Could you copy every line of the data that contains "Halt"?

BEGIN Input data

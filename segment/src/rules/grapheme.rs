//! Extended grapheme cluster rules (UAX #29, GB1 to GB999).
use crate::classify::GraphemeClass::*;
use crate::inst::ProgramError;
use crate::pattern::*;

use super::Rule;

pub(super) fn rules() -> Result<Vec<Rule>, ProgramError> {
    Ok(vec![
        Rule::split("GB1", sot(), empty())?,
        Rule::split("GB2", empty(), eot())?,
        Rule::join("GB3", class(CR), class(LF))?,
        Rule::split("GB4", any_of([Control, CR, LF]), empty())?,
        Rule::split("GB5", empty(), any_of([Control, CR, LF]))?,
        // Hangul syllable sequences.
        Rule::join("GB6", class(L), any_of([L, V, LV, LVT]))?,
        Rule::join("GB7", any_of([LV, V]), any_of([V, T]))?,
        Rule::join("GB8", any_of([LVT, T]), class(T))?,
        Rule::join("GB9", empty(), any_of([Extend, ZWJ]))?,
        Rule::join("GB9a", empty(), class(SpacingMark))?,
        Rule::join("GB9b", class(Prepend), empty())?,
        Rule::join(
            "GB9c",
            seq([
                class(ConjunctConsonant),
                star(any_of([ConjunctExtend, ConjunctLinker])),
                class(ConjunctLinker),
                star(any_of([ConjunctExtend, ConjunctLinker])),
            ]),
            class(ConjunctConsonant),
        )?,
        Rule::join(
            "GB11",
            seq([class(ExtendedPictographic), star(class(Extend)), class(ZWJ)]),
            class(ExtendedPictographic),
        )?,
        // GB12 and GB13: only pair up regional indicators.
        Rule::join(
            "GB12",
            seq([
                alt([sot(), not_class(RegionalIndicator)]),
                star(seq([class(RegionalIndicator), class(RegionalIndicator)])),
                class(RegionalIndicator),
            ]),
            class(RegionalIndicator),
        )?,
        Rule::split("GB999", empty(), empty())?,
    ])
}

END Input data
BEGIN Input data

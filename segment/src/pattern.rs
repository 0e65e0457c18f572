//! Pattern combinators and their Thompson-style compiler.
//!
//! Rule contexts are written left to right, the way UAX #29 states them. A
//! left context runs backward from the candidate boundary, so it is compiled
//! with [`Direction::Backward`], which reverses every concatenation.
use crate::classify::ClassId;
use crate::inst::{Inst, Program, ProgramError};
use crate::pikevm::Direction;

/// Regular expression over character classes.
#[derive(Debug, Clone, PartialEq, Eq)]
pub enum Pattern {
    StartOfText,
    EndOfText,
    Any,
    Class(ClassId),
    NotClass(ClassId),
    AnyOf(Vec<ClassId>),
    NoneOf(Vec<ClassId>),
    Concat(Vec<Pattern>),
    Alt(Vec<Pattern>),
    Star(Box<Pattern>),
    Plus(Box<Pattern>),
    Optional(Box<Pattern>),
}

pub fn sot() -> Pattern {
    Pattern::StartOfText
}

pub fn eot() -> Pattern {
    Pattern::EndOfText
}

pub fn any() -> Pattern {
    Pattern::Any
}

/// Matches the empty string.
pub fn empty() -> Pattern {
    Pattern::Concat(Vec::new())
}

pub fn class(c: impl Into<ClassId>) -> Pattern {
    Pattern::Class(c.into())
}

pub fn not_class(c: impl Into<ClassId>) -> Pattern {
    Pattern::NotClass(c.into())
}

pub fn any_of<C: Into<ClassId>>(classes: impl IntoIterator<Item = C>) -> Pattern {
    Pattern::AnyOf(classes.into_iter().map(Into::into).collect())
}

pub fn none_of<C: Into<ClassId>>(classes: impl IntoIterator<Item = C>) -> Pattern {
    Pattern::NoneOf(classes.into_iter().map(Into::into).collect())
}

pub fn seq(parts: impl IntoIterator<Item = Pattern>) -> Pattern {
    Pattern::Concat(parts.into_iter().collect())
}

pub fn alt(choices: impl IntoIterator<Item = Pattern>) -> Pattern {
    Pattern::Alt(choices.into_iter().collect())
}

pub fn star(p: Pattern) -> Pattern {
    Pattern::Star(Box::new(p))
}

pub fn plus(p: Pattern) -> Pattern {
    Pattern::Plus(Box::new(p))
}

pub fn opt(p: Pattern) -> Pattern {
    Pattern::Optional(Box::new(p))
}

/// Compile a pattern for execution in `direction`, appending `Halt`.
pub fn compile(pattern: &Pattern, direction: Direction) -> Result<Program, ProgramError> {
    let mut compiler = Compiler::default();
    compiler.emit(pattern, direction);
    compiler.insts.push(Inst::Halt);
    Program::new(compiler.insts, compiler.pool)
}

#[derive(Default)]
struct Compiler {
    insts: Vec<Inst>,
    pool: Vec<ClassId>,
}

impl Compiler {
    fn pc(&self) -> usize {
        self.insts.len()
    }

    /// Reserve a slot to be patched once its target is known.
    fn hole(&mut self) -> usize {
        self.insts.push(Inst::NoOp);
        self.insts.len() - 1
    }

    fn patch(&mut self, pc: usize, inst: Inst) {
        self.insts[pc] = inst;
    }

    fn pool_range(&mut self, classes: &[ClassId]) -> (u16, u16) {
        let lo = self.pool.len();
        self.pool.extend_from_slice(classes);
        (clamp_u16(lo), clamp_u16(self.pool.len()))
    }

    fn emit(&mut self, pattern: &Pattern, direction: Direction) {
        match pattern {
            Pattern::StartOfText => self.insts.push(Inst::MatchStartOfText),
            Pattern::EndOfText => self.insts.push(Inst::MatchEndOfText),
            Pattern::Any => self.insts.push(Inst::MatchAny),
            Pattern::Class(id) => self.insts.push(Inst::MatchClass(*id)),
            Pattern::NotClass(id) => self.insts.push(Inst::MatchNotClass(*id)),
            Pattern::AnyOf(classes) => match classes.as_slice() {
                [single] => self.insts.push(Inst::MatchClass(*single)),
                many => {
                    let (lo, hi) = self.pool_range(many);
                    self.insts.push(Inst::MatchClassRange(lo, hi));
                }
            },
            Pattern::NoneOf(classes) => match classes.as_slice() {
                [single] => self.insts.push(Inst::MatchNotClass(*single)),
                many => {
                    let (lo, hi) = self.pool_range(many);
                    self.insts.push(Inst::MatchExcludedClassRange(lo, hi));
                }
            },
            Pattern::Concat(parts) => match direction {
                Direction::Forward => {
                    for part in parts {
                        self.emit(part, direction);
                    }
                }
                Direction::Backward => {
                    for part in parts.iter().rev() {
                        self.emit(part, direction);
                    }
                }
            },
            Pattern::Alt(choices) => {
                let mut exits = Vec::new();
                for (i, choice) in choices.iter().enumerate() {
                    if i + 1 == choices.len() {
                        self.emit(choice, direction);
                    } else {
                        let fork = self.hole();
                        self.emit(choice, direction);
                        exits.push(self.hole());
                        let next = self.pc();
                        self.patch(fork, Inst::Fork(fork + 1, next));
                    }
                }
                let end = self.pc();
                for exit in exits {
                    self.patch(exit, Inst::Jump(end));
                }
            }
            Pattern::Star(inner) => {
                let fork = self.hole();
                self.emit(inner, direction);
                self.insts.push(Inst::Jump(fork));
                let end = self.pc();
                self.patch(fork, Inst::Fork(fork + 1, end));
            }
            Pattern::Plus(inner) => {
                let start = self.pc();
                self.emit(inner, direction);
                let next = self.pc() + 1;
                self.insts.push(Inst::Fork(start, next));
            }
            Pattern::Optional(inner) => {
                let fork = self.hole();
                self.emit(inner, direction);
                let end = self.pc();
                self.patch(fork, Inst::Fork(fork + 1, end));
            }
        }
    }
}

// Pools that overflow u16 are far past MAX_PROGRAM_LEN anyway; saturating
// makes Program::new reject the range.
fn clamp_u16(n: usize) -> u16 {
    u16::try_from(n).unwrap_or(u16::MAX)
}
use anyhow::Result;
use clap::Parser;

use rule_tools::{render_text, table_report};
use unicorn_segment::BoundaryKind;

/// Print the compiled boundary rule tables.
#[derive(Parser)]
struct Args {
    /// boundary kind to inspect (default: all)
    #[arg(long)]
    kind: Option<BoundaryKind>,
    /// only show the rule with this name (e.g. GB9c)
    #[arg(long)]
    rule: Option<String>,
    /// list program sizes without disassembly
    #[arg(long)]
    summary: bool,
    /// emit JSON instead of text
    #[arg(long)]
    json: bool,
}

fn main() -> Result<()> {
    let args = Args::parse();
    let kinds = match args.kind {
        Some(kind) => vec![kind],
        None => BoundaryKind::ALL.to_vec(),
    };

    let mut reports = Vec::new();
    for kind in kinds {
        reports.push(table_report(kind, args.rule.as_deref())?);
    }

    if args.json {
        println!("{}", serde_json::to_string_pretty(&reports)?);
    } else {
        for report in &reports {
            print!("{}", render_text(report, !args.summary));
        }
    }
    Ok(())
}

END Input data

## Reply
/// Compile a pattern for execution in `direction`, appending `Halt`.
    compiler.insts.push(Inst::Halt);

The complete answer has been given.